• Exercise: All records are to be printed again exactly as they appear.
:: Entries provided
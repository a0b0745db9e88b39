//! Request throttling logic and state.

mod decision;
mod limiter;

pub use decision::ThrottleDecision;
pub use limiter::RequestRateLimiter;
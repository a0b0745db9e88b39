//! Monotonic time sources.

use std::sync::Arc;
use std::time::{Duration, Instant};

use parking_lot::Mutex;

/// A source of monotonic time.
///
/// The limiter reads time through this trait rather than calling
/// `Instant::now()` directly, so tests can drive a [`ManualClock`]
/// instead of sleeping in real time.
pub trait Clock {
    /// The current instant.
    fn now(&self) -> Instant;
}

/// The real monotonic clock.
#[derive(Debug, Clone, Copy, Default)]
pub struct SystemClock;

impl Clock for SystemClock {
    fn now(&self) -> Instant {
        Instant::now()
    }
}

/// A clock that only moves when told to.
///
/// Clones share the same underlying instant, so a gate and every limiter
/// it creates observe the same advancing time.
#[derive(Debug, Clone)]
pub struct ManualClock {
    now: Arc<Mutex<Instant>>,
}

impl ManualClock {
    /// Create a manual clock starting at the current instant.
    pub fn new() -> Self {
        Self {
            now: Arc::new(Mutex::new(Instant::now())),
        }
    }

    /// Advance the clock by the given duration.
    pub fn advance(&self, by: Duration) {
        let mut now = self.now.lock();
        *now += by;
    }
}

impl Default for ManualClock {
    fn default() -> Self {
        Self::new()
    }
}

impl Clock for ManualClock {
    fn now(&self) -> Instant {
        *self.now.lock()
    }
}

#[cfg(test)]
mod tests {
    use super::*;

    #[test]
    fn test_system_clock_is_monotonic() {
        let clock = SystemClock;
        let first = clock.now();
        let second = clock.now();
        assert!(second >= first);
    }

    #[test]
    fn test_manual_clock_advances_only_on_demand() {
        let clock = ManualClock::new();
        let start = clock.now();

        assert_eq!(clock.now(), start);

        clock.advance(Duration::from_millis(250));
        assert_eq!(clock.now() - start, Duration::from_millis(250));
    }

    #[test]
    fn test_manual_clock_clones_share_time() {
        let clock = ManualClock::new();
        let other = clock.clone();
        let start = clock.now();

        other.advance(Duration::from_secs(1));
        assert_eq!(clock.now() - start, Duration::from_secs(1));
    }
}
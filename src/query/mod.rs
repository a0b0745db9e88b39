//! Query triage and leaflet text heuristics.

mod digest;
mod intent;

pub use digest::{extract_relevant, snippet};
pub use intent::QueryIntent;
::::
• Problem solution:
repository a0b0745db9e88b39
//! Request throttling logic and state.

mod decision;
mod limiter;

pub use decision::ThrottleDecision;
pub use limiter::RequestRateLimiter;
repository a0b0745db9e88b39
//! Monotonic time sources.

use std::sync::Arc;
use std::time::{Duration, Instant};

use parking_lot::Mutex;

/// A source of monotonic time.
///
/// The limiter reads time through this trait rather than calling
/// `Instant::now()` directly, so tests can drive a [`ManualClock`]
/// instead of sleeping in real time.
pub trait Clock {
    /// The current instant.
    fn now(&self) -> Instant;
}

/// The real monotonic clock.
#[derive(Debug, Clone, Copy, Default)]
pub struct SystemClock;

impl Clock for SystemClock {
    fn now(&self) -> Instant {
        Instant::now()
    }
}

/// A clock that only moves when told to.
///
/// Clones share the same underlying instant, so a gate and every limiter
/// it creates observe the same advancing time.
#[derive(Debug, Clone)]
pub struct ManualClock {
    now: Arc<Mutex<Instant>>,
}

impl ManualClock {
    /// Create a manual clock starting at the current instant.
    pub fn new() -> Self {
        Self {
            now: Arc::new(Mutex::new(Instant::now())),
        }
    }

    /// Advance the clock by the given duration.
    pub fn advance(&self, by: Duration) {
        let mut now = self.now.lock();
        *now += by;
    }
}

impl Default for ManualClock {
    fn default() -> Self {
        Self::new()
    }
}

impl Clock for ManualClock {
    fn now(&self) -> Instant {
        *self.now.lock()
    }
}

#[cfg(test)]
mod tests {
    use super::*;

    #[test]
    fn test_system_clock_is_monotonic() {
        let clock = SystemClock;
        let first = clock.now();
        let second = clock.now();
        assert!(second >= first);
    }

    #[test]
    fn test_manual_clock_advances_only_on_demand() {
        let clock = ManualClock::new();
        let start = clock.now();

        assert_eq!(clock.now(), start);

        clock.advance(Duration::from_millis(250));
        assert_eq!(clock.now() - start, Duration::from_millis(250));
    }

    #[test]
    fn test_manual_clock_clones_share_time() {
        let clock = ManualClock::new();
        let other = clock.clone();
        let start = clock.now();

        other.advance(Duration::from_secs(1));
        assert_eq!(clock.now() - start, Duration::from_secs(1));
    }
}
filename src/query/mod.rs
repository a0b0745db9e88b39
//! Query triage and leaflet text heuristics.

mod digest;
mod intent;

pub use digest::{extract_relevant, snippet};
pub use intent::QueryIntent;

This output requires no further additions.